In an implementation of the invention, the service brake acts on the transmission shaft of the drive means whereas the emergency brake acts directly on the drive pulley. In a variant implementation, the brake means are hydraulic or pneumatic brakes. For example, the brake means are brake means that are caused to open by hydraulic or pneumatic means such as actuators, mechanical return means such as springs making it possible to urge the brake means back towards their braking closed position.

The facility also has control apparatus for controlling the transport facility. The apparatus comprises at least control means for controlling the drive means and control means for controlling the brake means. Advantageously, the control apparatus further comprises a safety device that, when in an active position, makes it possible to interrupt the power supply to the drive means as soon as brake means are actuated. The method of the invention includes steps during which the drive means have to operate simultaneously with the brake means. Therefore, the control apparatus of the facility includes a switch device for switching the safety device between its active position and a passive position in which simultaneous operation of the drive means and of brake means is allowed. The control apparatus also includes diagnosis apparatus. The diagnosis apparatus includes data recording means, is connected to the drive means and to the brake means, and receives information from measurement means for measuring the speed of the cable, from measurement means for measuring a variable that is characteristic of the drive means, from indexing means for indexing the positions of the vehicles, and from measurement means for measuring the pressure in the brake means.

In an implementation, the variable that is characteristic of the drive means is the current passing through the drive means. In a variant, the control and diagnosis apparatus is made up of a console and of a control automatic logic controller. However, it should be noted that the invention is not limited to this embodiment, and any suitable computer-science or electronic control apparatus can be used. In an advantageous implementation of the invention, the diagnosis method for diagnosing brake means includes a preliminary calibration stage that can be performed on bringing the facility into service, i.e. on commissioning it.

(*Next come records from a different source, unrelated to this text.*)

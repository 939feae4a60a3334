// Copyright 2025 the Understory Authors
// SPDX-License-Identifier: Apache-2.0 OR MIT

//! Drop target selection.
//!
//! Resolution is a pure function of the dragged item's slot, its expanded
//! bounding box, and the visible items. List items share the cross-axis extent,
//! so comparing overlap lengths along the list axis ranks candidates the same
//! way overlap areas would.

use crate::{ItemPosition, Span, VisibleItem};

/// The slot a dragged item should move into.
#[derive(Debug, Clone, PartialEq)]
pub struct DropTarget<K> {
    /// Position of the item currently holding the slot.
    pub position: ItemPosition<K>,
    /// Slot geometry of that item.
    pub span: Span,
    /// Overlap between the slot and the dragged item's bounding box.
    pub overlap: f64,
}

/// Picks the visible item whose slot the dragged box overlaps the most.
///
/// - `dragging` is the dragged item's current position.
/// - `slot` is where the dragged item currently settles; it competes as the
///   "stay" candidate, so a neighbour only wins when it overlaps the dragged box
///   strictly more than `slot` does.
/// - `dragged_box` is `slot` translated by the accumulated drag offset.
/// - `can_drag_over(candidate, dragging)` can veto candidates.
///
/// Equal overlaps go to the candidate closest to `dragging.index`, then to the
/// lower index. Returns `None` when the item should stay where it is.
pub fn resolve_target<K, F>(
    dragging: &ItemPosition<K>,
    slot: Span,
    dragged_box: Span,
    items: &[VisibleItem<K>],
    mut can_drag_over: F,
) -> Option<DropTarget<K>>
where
    K: Clone + PartialEq,
    F: FnMut(&ItemPosition<K>, &ItemPosition<K>) -> bool,
{
    let stay = slot.overlap(&dragged_box);
    let mut best: Option<(&VisibleItem<K>, f64)> = None;

    for item in items {
        if item.key == dragging.key || item.index == dragging.index {
            continue;
        }
        let overlap = item.span().overlap(&dragged_box);
        if overlap <= 0.0 || overlap <= stay {
            continue;
        }
        if let Some((current, current_overlap)) = best {
            if !outranks(item, overlap, current, current_overlap, dragging.index) {
                continue;
            }
        }
        if !can_drag_over(&item.position(), dragging) {
            continue;
        }
        best = Some((item, overlap));
    }

    best.map(|(item, overlap)| DropTarget {
        position: item.position(),
        span: item.span(),
        overlap,
    })
}

fn outranks<K>(
    item: &VisibleItem<K>,
    overlap: f64,
    current: &VisibleItem<K>,
    current_overlap: f64,
    from: usize,
) -> bool {
    if overlap != current_overlap {
        return overlap > current_overlap;
    }
    let distance = item.index.abs_diff(from);
    let current_distance = current.index.abs_diff(from);
    if distance != current_distance {
        return distance < current_distance;
    }
    item.index < current.index
}

/// Slot the dragged item settles into after moving from `from` into `target`.
///
/// Moving towards higher indices shifts the items in between back by the
/// dragged item's size, so its new slot ends where `target` ended. Moving
/// towards lower indices puts its leading edge where `target` started.
#[must_use]
pub fn slot_after_move<K>(slot: Span, from: usize, target: &DropTarget<K>) -> Span {
    let size = slot.len();
    if target.position.index > from {
        Span::from_offset(target.span.end - size, size)
    } else {
        Span::from_offset(target.span.start, size)
    }
}

#[cfg(test)]
mod tests {
    use alloc::vec::Vec;

    use super::*;

    fn column(keys: &[char], size: f64) -> Vec<VisibleItem<char>> {
        keys.iter()
            .enumerate()
            .map(|(i, k)| VisibleItem::new(i, *k, i as f64 * size, size))
            .collect()
    }

    fn resolve(items: &[VisibleItem<char>], index: usize, delta: f64) -> Option<DropTarget<char>> {
        let dragged = &items[index];
        let slot = dragged.span();
        resolve_target(
            &dragged.position(),
            slot,
            slot.translate(delta),
            items,
            |_, _| true,
        )
    }

    #[test]
    fn small_drag_stays_in_place() {
        let items = column(&['a', 'b', 'c'], 100.0);
        assert_eq!(resolve(&items, 0, 30.0), None);
        assert_eq!(resolve(&items, 0, 50.0), None);
        assert_eq!(resolve(&items, 1, -40.0), None);
    }

    #[test]
    fn past_halfway_picks_neighbour() {
        let items = column(&['a', 'b', 'c'], 100.0);
        let target = resolve(&items, 0, 60.0).unwrap();
        assert_eq!(target.position, ItemPosition::new(1, 'b'));
        assert_eq!(target.overlap, 60.0);

        let target = resolve(&items, 2, -70.0).unwrap();
        assert_eq!(target.position, ItemPosition::new(1, 'b'));
    }

    #[test]
    fn largest_overlap_wins() {
        let items = column(&['a', 'b', 'c', 'd', 'e'], 100.0);
        let target = resolve(&items, 0, 190.0).unwrap();
        assert_eq!(target.position, ItemPosition::new(2, 'c'));
    }

    #[test]
    fn equal_overlap_prefers_closest_index() {
        let items = column(&['a', 'b', 'c', 'd', 'e'], 100.0);
        // Box covers 150..250: half of `b`, half of `c`.
        let target = resolve(&items, 0, 150.0).unwrap();
        assert_eq!(target.position.key, 'b');

        // Box covers 250..350 from `e`: half of `c`, half of `d`.
        let target = resolve(&items, 4, -150.0).unwrap();
        assert_eq!(target.position.key, 'd');
    }

    #[test]
    fn equal_distance_prefers_lower_index() {
        // The dragged item is larger than its neighbours and overlaps both sides equally.
        let items = [
            VisibleItem::new(0, 'a', 0.0, 40.0),
            VisibleItem::new(1, 'b', 40.0, 20.0),
            VisibleItem::new(2, 'c', 60.0, 40.0),
        ];
        let dragged = &items[1];
        let target = resolve_target(
            &dragged.position(),
            dragged.span(),
            Span::new(10.0, 90.0),
            &items,
            |_, _| true,
        )
        .unwrap();
        assert_eq!(target.position.key, 'a');
    }

    #[test]
    fn vetoed_candidates_are_skipped() {
        let items = column(&['a', 'b', 'c', 'd'], 100.0);
        let dragged = &items[0];
        let slot = dragged.span();
        let target = resolve_target(
            &dragged.position(),
            slot,
            slot.translate(190.0),
            &items,
            |candidate, _| candidate.key != 'c',
        )
        .unwrap();
        assert_eq!(target.position.key, 'b');

        let none = resolve_target(
            &dragged.position(),
            slot,
            slot.translate(60.0),
            &items,
            |_, _| false,
        );
        assert!(none.is_none());
    }

    #[test]
    fn resolution_is_deterministic() {
        let items = column(&['a', 'b', 'c', 'd', 'e', 'f'], 48.0);
        for step in -40..40 {
            let delta = f64::from(step) * 7.5;
            let first = resolve(&items, 2, delta);
            for _ in 0..3 {
                assert_eq!(resolve(&items, 2, delta), first);
            }
        }
    }

    #[test]
    fn slot_after_move_follows_direction() {
        let items = column(&['a', 'b', 'c'], 100.0);
        let slot = items[0].span();
        let forward = resolve(&items, 0, 190.0).unwrap();
        assert_eq!(slot_after_move(slot, 0, &forward), Span::new(200.0, 300.0));

        let slot = items[2].span();
        let back = resolve(&items, 2, -110.0).unwrap();
        assert_eq!(back.position.key, 'b');
        assert_eq!(slot_after_move(slot, 2, &back), Span::new(100.0, 200.0));
    }

    #[test]
    fn uneven_sizes_rebase_to_target_edge() {
        let items = [
            VisibleItem::new(0, 'a', 0.0, 30.0),
            VisibleItem::new(1, 'b', 30.0, 90.0),
        ];
        let slot = items[0].span();
        let target = resolve_target(
            &items[0].position(),
            slot,
            slot.translate(60.0),
            &items,
            |_, _| true,
        )
        .unwrap();
        assert_eq!(slot_after_move(slot, 0, &target), Span::new(90.0, 120.0));
    }
}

During the calibration stage, the brake means of the facility are pre-adjusted to the regulatory settings. The calibration stage then includes a first step during which brake means are applied on the facility operating while loaded and a calibrated standard characteristic curve is recorded. In the embodiment shown, the calibrated standard characteristic curve is a cable deceleration curve Vec=f(t) (referenced 1 in FIG. 1). During this step, it should be noted that the drive means are stopped while the brake means are being applied. If the brake means are pneumatic or hydraulic means, it is also possible, in this step, to record a pressure variation curve Pe=f(t) plotting the pressure variation in the brake means while they are being applied on the facility.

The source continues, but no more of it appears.